Is there a correlation between the decibels of a person that snores and hearing loss? To answer this question we must first acknowledge that hearing loss is most often attributed to loud audible sounds for prolonged periods of time. Severe snoring measures 60 to 80 decibels in comparison to 90 decibels for a car horn and 130 decibels for an airplane taking off from a runway. People who breathe through the mouth are predisposed to snoring including people that experience sleep apnea.

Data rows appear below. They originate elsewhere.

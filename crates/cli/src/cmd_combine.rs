// SPDX-License-Identifier: MIT
// Copyright (c) 2026 Alfred Jean LLC

//! Combine command: merge results files.

use test_results::cli::{Cli, CombineArgs};
use test_results::error::ExitCode;
use test_results::model::Collection;
use test_results::output;

pub fn run(_cli: &Cli, args: &CombineArgs) -> anyhow::Result<ExitCode> {
    let mut combined = Collection::new();
    let mut failed = false;

    for path in &args.inputs {
        match output::load_collection(path) {
            Ok(collection) => {
                tracing::debug!(path = %path.display(), reports = collection.reports.len(), "loaded results");
                combined.combine(collection);
            }
            Err(err) => {
                eprintln!("test-results: {}", err);
                failed = true;
            }
        }
    }

    output::save_collection(&args.output, &combined, args.style())?;

    if failed {
        Ok(ExitCode::PartialFailure)
    } else {
        Ok(ExitCode::Success)
    }
}
// SPDX-License-Identifier: MIT
// Copyright (c) 2026 Alfred Jean LLC

//! Test report normalization library.
//!
//! Reads JUnit-style XML from RSpec, ExUnit, Mocha, PHPUnit, Go and generic
//! producers, normalizes it into one [`Report`] model with deterministic ids,
//! and merges reports from parallel jobs into a single [`Collection`].

pub mod cache;
pub mod cli;
pub mod collect;
pub mod config;
pub mod discovery;
pub mod error;
pub mod model;
pub mod output;
pub mod parsers;
pub mod reader;
pub mod xml;

pub use cache::FileCache;
pub use collect::{CollectOptions, CollectOutcome, Collector};
pub use config::Config;
pub use error::{Error, ExitCode, Result};
pub use model::{Collection, Report, State, Status, Suite, Summary, Test};
pub use parsers::{ParserRegistry, ReportParser};
pub use reader::{FileContent, FileReader};
pub use xml::Element;
//! Behavioral specs for the combine command.
//!
//! Results files from parallel jobs merge by id; bad inputs are reported
//! without losing the rest.

#![allow(clippy::unwrap_used, clippy::expect_used)]

use crate::prelude::*;

fn compile_into(temp: &Project, fixture: &str, out: &str) {
    temp.compile().fixture(fixture).args(&[out]).passes();
}

#[test]
fn combines_results_from_separate_jobs() {
    let temp = Project::empty();
    compile_into(&temp, "generic.xml", "job-1.json");
    compile_into(&temp, "generic-retry.xml", "job-2.json");

    temp.combine()
        .args(&["job-1.json", "job-2.json", "merged.json"])
        .passes();

    let results = temp.results("merged.json");
    let report = results.report();
    assert_eq!(suite_names(report), ["checkout"]);
    assert_eq!(report["summary"]["total"], 4);
    assert_eq!(report["summary"]["failed"], 1);
}

#[test]
fn combine_matches_compiling_together() {
    let temp = Project::empty();
    compile_into(&temp, "generic.xml", "job-1.json");
    compile_into(&temp, "generic-retry.xml", "job-2.json");
    temp.compile()
        .fixture("generic.xml")
        .fixture("generic-retry.xml")
        .args(&["together.json"])
        .passes();

    temp.combine()
        .args(&["job-2.json", "job-1.json", "merged.json"])
        .passes();

    let merged: serde_json::Value = serde_json::from_str(temp.results("merged.json").raw()).unwrap();
    let together: serde_json::Value =
        serde_json::from_str(temp.results("together.json").raw()).unwrap();
    assert_eq!(merged, together);
}

#[test]
fn combining_one_file_is_a_copy() {
    let temp = Project::empty();
    compile_into(&temp, "rspec.xml", "job.json");

    temp.combine().args(&["job.json", "copy.json"]).passes();

    assert_eq!(temp.results("copy.json").raw(), temp.results("job.json").raw());
}

#[test]
fn keeps_reports_of_different_frameworks() {
    let temp = Project::empty();
    compile_into(&temp, "rspec.xml", "rspec.json");
    compile_into(&temp, "mocha.xml", "mocha.json");

    temp.combine()
        .args(&["rspec.json", "mocha.json", "merged.json"])
        .passes();

    let results = temp.results("merged.json");
    let mut frameworks: Vec<&str> = results
        .reports()
        .iter()
        .map(|r| r["framework"].as_str().unwrap())
        .collect();
    frameworks.sort_unstable();
    assert_eq!(frameworks, ["mocha", "rspec"]);
}

#[test]
fn invalid_json_input_is_reported() {
    let temp = Project::empty();
    compile_into(&temp, "generic.xml", "job.json");
    temp.file("broken.json", "{ \"testResults\": [");

    temp.combine()
        .args(&["broken.json", "job.json", "merged.json"])
        .exits(1)
        .stderr_has("json error")
        .stderr_has("broken.json");

    assert_eq!(temp.results("merged.json").report()["name"], "Integration");
}

#[test]
fn missing_input_is_reported() {
    let temp = Project::empty();

    temp.combine()
        .args(&["absent.json", "merged.json"])
        .exits(1)
        .stderr_has("absent.json");

    assert!(temp.results("merged.json").reports().is_empty());
}

#[test]
fn accepts_foreign_results_with_nulls() {
    let temp = Project::empty();
    temp.file(
        "foreign.json",
        r#"{"testResults":[{"id":"r","name":"n","framework":"golang","suites":null,"summary":{"total":0}}]}"#,
    );

    temp.combine().args(&["foreign.json", "merged.json"]).passes();

    assert_eq!(temp.results("merged.json").report()["framework"], "golang");
}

The ear, nose and throat are interconnected and work together in unison, loud audible sounds emanating from the throat affect the inner organs of the ear canal. The CDC has classified prolonged sound exposure above and beyond 85 decibels for a period of 8 hours will result in hearing loss. The average human being sleeps 8 hours a day and lives to around 75 years old in North America, if you sleep 8 hours per day that calculates to spending 22 to 25 years sleeping in a lifetime. People afflicted with undiagnosed sleep apnea snore at decibels beginning at 90 decibels and above, prolonged exposure every night to the loud audible sounds of constant snoring contributes to hearing loss over an extended period of time. Living with sleep apnea for multiple years is comparable to subjecting yourself to a blaring car horn and airplane taking off every single night for 8 hours.

If you find your hearing is not as acute as it once was consult a physician who can properly diagnose you for possible sleep apnea.